Stored data entries:
++++++

//! Oplog tailing for clusters where change streams are not in use.
//!
//! Update entries carry modifiers rather than full documents, so the tail
//! re-fetches the document by id before emitting; an op whose document has
//! since disappeared is dropped.

use futures::stream::StreamExt;
use mongodb::bson::{doc, Document, Timestamp};
use mongodb::options::CursorType;
use mongodb::Client;
use tokio::sync::{broadcast, mpsc};
use tokio::time::{sleep, Duration, Instant};
use tracing::{info, warn};

use sb_common::{parse_namespace, Op, OpKind, OpSource, SyncError};

use crate::coalesce::Coalescer;
use crate::filters::OpFilter;
use crate::resume::{next_after, now_timestamp};
use crate::{forward, next_backoff, Tuning, INITIAL_BACKOFF_MS};

pub(crate) async fn run_oplog_tail(
    client: Client,
    oplog_db: String,
    oplog_coll: String,
    start: Option<Timestamp>,
    tuning: Tuning,
    filter: OpFilter,
    tx: mpsc::Sender<Op>,
    err_tx: mpsc::Sender<SyncError>,
    mut stop: broadcast::Receiver<()>,
) {
    let oplog = client
        .database(&oplog_db)
        .collection::<Document>(&oplog_coll);

    // position to read from; advanced past each processed entry
    let mut position = start.unwrap_or_else(now_timestamp);
    let mut backoff_ms = INITIAL_BACKOFF_MS;

    loop {
        let query = doc! {
            "ts": { "$gte": position },
            "op": { "$in": ["i", "u", "d"] },
            "fromMigrate": { "$exists": false },
        };

        let mut cursor = match oplog
            .find(query)
            .cursor_type(CursorType::TailableAwait)
            .max_await_time(Duration::from_secs(1))
            .await
        {
            Ok(cursor) => {
                backoff_ms = INITIAL_BACKOFF_MS;
                info!(
                    t = position.time,
                    i = position.increment,
                    "Tailing oplog {}.{}",
                    oplog_db,
                    oplog_coll
                );
                cursor
            }
            Err(e) => {
                let _ = err_tx.send(SyncError::source_err(&e)).await;
                tokio::select! {
                    _ = stop.recv() => return,
                    _ = sleep(Duration::from_millis(backoff_ms)) => {}
                }
                backoff_ms = next_backoff(backoff_ms);
                continue;
            }
        };

        let mut coalescer = Coalescer::new(tuning.buffer_size, tuning.ordering);
        let deadline = sleep(tuning.buffer_duration);
        tokio::pin!(deadline);

        loop {
            tokio::select! {
                _ = stop.recv() => {
                    forward(&tx, coalescer.drain()).await;
                    return;
                }
                _ = deadline.as_mut() => {
                    if !forward(&tx, coalescer.drain()).await {
                        return;
                    }
                    deadline.as_mut().reset(Instant::now() + tuning.buffer_duration);
                }
                next = cursor.next() => match next {
                    Some(Ok(entry)) => {
                        if let Ok(ts) = entry.get_timestamp("ts") {
                            position = next_after(ts);
                        }
                        match op_from_oplog_entry(&client, entry).await {
                            Ok(Some(op)) => {
                                if filter(&op) {
                                    if let Some(batch) = coalescer.push(op) {
                                        if !forward(&tx, batch).await {
                                            return;
                                        }
                                    }
                                }
                            }
                            Ok(None) => {}
                            Err(e) => {
                                let _ = err_tx.send(e).await;
                            }
                        }
                    }
                    Some(Err(e)) => {
                        let _ = err_tx.send(SyncError::source_err(&e)).await;
                        break;
                    }
                    None => break,
                }
            }
        }

        if !forward(&tx, coalescer.drain()).await {
            return;
        }
        warn!(backoff_ms, "Oplog cursor ended, reconnecting");
        tokio::select! {
            _ = stop.recv() => return,
            _ = sleep(Duration::from_millis(backoff_ms)) => {}
        }
        backoff_ms = next_backoff(backoff_ms);
    }
}

async fn op_from_oplog_entry(client: &Client, entry: Document) -> Result<Option<Op>, SyncError> {
    let ns = entry.get_str("ns").unwrap_or("");
    if !ns.contains('.') {
        return Ok(None);
    }
    let (db, col) = parse_namespace(ns)?;
    if matches!(db.as_str(), "admin" | "config" | "local") || col.starts_with("system.") {
        return Ok(None);
    }

    let ts = entry
        .get_timestamp("ts")
        .map_err(|e| SyncError::Source(format!("oplog entry without ts: {}", e)))?;

    let (id, kind, doc) = match entry.get_str("op").unwrap_or("") {
        "i" => {
            let payload = entry
                .get_document("o")
                .map_err(SyncError::source_err)?
                .clone();
            let id = match payload.get("_id").cloned() {
                Some(id) => id,
                None => return Ok(None),
            };
            (id, OpKind::Insert, Some(payload))
        }
        "u" => {
            let target = entry
                .get_document("o2")
                .map_err(SyncError::source_err)?
                .clone();
            let id = match target.get("_id").cloned() {
                Some(id) => id,
                None => return Ok(None),
            };
            // the entry holds update modifiers; fetch the current document
            let fetched = client
                .database(&db)
                .collection::<Document>(&col)
                .find_one(doc! { "_id": id.clone() })
                .await
                .map_err(|e| {
                    SyncError::Source(format!("fetch for oplog update in {} failed: {}", ns, e))
                })?;
            match fetched {
                Some(doc) => (id, OpKind::Update, Some(doc)),
                None => return Ok(None),
            }
        }
        "d" => {
            let target = entry
                .get_document("o")
                .map_err(SyncError::source_err)?
                .clone();
            let id = match target.get("_id").cloned() {
                Some(id) => id,
                None => return Ok(None),
            };
            (id, OpKind::Delete, None)
        }
        _ => return Ok(None),
    };

    Ok(Some(Op {
        id,
        namespace: ns.to_string(),
        kind,
        doc,
        change: None,
        timestamp: ts,
        source: OpSource::Oplog,
        resume_token: None,
    }))
}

++++++

- [How to complete this task]: Go through the entries and copy each line holding the string "crate".

- [Task output]:
use crate::coalesce::Coalescer;
use crate::filters::OpFilter;
use crate::resume::{next_after, now_timestamp};
use crate::{forward, next_backoff, Tuning, INITIAL_BACKOFF_MS};
pub(crate) async fn run_oplog_tail(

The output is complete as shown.